■ Brief ■
Count the lines of data below that include "JoinHandle". Provide only the number.

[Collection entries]
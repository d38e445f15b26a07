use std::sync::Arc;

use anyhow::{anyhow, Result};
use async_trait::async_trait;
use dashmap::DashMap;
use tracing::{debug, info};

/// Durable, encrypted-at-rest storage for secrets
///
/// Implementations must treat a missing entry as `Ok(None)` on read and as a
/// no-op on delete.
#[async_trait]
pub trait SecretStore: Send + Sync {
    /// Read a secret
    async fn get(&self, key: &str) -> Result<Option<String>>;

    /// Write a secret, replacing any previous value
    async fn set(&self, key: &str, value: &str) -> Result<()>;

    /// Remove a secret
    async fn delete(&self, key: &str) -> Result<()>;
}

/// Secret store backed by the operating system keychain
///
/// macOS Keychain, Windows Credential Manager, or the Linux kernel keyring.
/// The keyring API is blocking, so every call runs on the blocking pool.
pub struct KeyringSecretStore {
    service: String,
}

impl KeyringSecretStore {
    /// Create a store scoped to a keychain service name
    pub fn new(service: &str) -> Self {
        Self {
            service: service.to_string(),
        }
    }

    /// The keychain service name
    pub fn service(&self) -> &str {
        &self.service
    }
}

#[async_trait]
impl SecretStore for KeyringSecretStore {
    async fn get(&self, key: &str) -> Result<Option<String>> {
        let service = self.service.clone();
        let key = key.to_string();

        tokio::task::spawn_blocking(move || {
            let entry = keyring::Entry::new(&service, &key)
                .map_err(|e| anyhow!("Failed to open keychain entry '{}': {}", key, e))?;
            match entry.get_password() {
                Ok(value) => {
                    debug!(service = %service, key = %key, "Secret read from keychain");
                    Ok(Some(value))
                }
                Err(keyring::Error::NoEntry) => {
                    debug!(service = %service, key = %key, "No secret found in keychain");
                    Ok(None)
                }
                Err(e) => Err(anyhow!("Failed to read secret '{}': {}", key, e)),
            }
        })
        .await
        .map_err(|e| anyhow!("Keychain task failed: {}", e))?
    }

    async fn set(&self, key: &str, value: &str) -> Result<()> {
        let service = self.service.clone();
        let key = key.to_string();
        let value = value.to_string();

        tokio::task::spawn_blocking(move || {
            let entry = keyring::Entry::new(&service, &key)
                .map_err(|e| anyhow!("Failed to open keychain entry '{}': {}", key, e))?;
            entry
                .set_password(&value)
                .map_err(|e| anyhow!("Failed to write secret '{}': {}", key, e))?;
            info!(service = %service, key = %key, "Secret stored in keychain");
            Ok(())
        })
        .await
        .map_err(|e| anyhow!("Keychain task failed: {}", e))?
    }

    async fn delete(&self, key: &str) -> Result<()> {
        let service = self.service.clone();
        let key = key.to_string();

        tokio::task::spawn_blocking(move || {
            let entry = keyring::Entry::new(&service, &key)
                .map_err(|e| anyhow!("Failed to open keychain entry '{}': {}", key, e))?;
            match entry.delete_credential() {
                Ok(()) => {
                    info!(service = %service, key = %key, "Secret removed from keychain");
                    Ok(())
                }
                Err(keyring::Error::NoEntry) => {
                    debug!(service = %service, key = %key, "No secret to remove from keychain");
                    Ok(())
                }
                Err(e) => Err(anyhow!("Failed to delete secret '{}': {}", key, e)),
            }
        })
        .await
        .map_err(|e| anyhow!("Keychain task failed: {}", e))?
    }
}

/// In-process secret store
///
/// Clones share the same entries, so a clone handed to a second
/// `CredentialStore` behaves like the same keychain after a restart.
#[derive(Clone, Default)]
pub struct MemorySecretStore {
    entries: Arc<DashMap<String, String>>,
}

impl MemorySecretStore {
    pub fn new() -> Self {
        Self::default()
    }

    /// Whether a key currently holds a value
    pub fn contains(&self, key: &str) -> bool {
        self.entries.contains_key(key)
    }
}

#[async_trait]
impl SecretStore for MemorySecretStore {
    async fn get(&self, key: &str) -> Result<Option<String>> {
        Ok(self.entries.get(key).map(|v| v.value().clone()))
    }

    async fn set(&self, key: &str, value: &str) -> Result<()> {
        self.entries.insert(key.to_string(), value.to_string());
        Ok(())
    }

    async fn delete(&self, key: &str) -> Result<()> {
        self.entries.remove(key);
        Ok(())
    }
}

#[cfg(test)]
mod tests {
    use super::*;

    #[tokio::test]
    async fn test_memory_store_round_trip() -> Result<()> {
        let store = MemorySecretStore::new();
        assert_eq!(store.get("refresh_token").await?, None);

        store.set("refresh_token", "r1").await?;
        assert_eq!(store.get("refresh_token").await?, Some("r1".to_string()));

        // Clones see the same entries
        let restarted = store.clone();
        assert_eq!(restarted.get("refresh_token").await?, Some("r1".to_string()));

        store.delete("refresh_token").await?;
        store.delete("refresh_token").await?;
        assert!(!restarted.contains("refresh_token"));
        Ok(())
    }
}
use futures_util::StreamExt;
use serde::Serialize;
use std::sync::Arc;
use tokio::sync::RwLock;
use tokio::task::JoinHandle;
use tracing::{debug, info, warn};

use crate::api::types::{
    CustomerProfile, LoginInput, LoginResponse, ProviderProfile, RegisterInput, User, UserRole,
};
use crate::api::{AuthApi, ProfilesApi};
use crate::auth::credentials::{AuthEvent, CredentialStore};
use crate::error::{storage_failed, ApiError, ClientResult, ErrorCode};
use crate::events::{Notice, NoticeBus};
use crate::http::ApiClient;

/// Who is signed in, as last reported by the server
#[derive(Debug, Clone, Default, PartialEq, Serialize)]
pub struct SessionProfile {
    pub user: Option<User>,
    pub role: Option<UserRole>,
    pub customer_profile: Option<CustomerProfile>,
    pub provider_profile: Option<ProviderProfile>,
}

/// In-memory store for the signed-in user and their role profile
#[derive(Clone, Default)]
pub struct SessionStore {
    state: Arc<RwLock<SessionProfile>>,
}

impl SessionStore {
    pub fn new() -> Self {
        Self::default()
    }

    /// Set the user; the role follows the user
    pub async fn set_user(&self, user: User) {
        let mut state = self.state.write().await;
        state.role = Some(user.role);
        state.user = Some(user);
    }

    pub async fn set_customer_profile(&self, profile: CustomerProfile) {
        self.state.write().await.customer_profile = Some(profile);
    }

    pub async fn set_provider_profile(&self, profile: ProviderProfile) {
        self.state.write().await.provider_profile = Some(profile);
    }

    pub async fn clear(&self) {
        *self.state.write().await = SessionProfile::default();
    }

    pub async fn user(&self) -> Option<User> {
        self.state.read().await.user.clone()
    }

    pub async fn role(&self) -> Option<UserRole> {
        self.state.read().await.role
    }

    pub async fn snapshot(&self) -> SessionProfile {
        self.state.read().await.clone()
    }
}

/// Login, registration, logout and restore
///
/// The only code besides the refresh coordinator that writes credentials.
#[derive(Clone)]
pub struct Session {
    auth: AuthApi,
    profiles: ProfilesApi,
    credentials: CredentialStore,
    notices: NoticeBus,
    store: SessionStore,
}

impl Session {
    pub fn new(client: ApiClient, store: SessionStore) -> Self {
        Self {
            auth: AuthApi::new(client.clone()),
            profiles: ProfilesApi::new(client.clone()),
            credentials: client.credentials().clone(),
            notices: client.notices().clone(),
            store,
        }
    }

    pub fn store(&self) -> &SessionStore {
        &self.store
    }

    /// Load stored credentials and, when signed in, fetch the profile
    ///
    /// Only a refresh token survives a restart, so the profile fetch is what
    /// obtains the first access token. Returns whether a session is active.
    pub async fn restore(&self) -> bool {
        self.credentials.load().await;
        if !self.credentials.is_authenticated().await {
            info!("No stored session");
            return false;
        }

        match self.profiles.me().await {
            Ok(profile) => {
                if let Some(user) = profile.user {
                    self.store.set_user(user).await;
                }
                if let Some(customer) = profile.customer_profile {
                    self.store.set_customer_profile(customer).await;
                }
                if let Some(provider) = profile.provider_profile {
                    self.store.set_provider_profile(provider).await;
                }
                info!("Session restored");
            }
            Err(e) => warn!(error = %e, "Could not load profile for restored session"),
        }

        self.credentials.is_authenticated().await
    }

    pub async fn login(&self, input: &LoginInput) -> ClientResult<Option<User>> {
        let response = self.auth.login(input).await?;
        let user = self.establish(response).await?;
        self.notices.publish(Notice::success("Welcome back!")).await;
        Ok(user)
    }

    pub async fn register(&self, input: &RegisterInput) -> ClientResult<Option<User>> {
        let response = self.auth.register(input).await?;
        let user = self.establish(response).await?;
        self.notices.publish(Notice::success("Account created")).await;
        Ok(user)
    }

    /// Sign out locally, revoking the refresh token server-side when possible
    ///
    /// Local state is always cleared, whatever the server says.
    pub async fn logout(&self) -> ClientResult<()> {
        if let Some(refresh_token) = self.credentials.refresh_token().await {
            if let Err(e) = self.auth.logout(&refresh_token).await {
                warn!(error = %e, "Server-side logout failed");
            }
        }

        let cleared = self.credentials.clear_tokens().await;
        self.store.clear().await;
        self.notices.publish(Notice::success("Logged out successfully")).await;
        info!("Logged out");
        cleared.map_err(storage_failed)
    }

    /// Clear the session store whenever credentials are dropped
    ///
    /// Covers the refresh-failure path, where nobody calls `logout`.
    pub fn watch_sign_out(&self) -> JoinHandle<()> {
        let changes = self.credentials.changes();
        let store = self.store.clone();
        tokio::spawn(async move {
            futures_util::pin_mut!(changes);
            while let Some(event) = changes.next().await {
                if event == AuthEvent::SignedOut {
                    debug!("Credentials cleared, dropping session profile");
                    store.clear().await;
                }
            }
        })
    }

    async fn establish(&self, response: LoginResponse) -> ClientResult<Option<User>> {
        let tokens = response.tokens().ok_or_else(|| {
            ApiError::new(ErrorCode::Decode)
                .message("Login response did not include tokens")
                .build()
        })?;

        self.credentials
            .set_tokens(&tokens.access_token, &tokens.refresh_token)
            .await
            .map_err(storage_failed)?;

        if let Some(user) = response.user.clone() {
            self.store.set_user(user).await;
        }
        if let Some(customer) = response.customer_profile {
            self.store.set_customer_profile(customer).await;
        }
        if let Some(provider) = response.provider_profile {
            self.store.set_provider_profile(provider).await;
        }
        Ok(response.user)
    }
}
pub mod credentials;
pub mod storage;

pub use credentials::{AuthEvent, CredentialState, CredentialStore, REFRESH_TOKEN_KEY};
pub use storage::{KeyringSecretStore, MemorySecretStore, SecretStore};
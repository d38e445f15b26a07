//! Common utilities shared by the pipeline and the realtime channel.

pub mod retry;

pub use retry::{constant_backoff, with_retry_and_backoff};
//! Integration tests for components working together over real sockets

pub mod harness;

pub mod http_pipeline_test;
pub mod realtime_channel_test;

■ Task response ■
2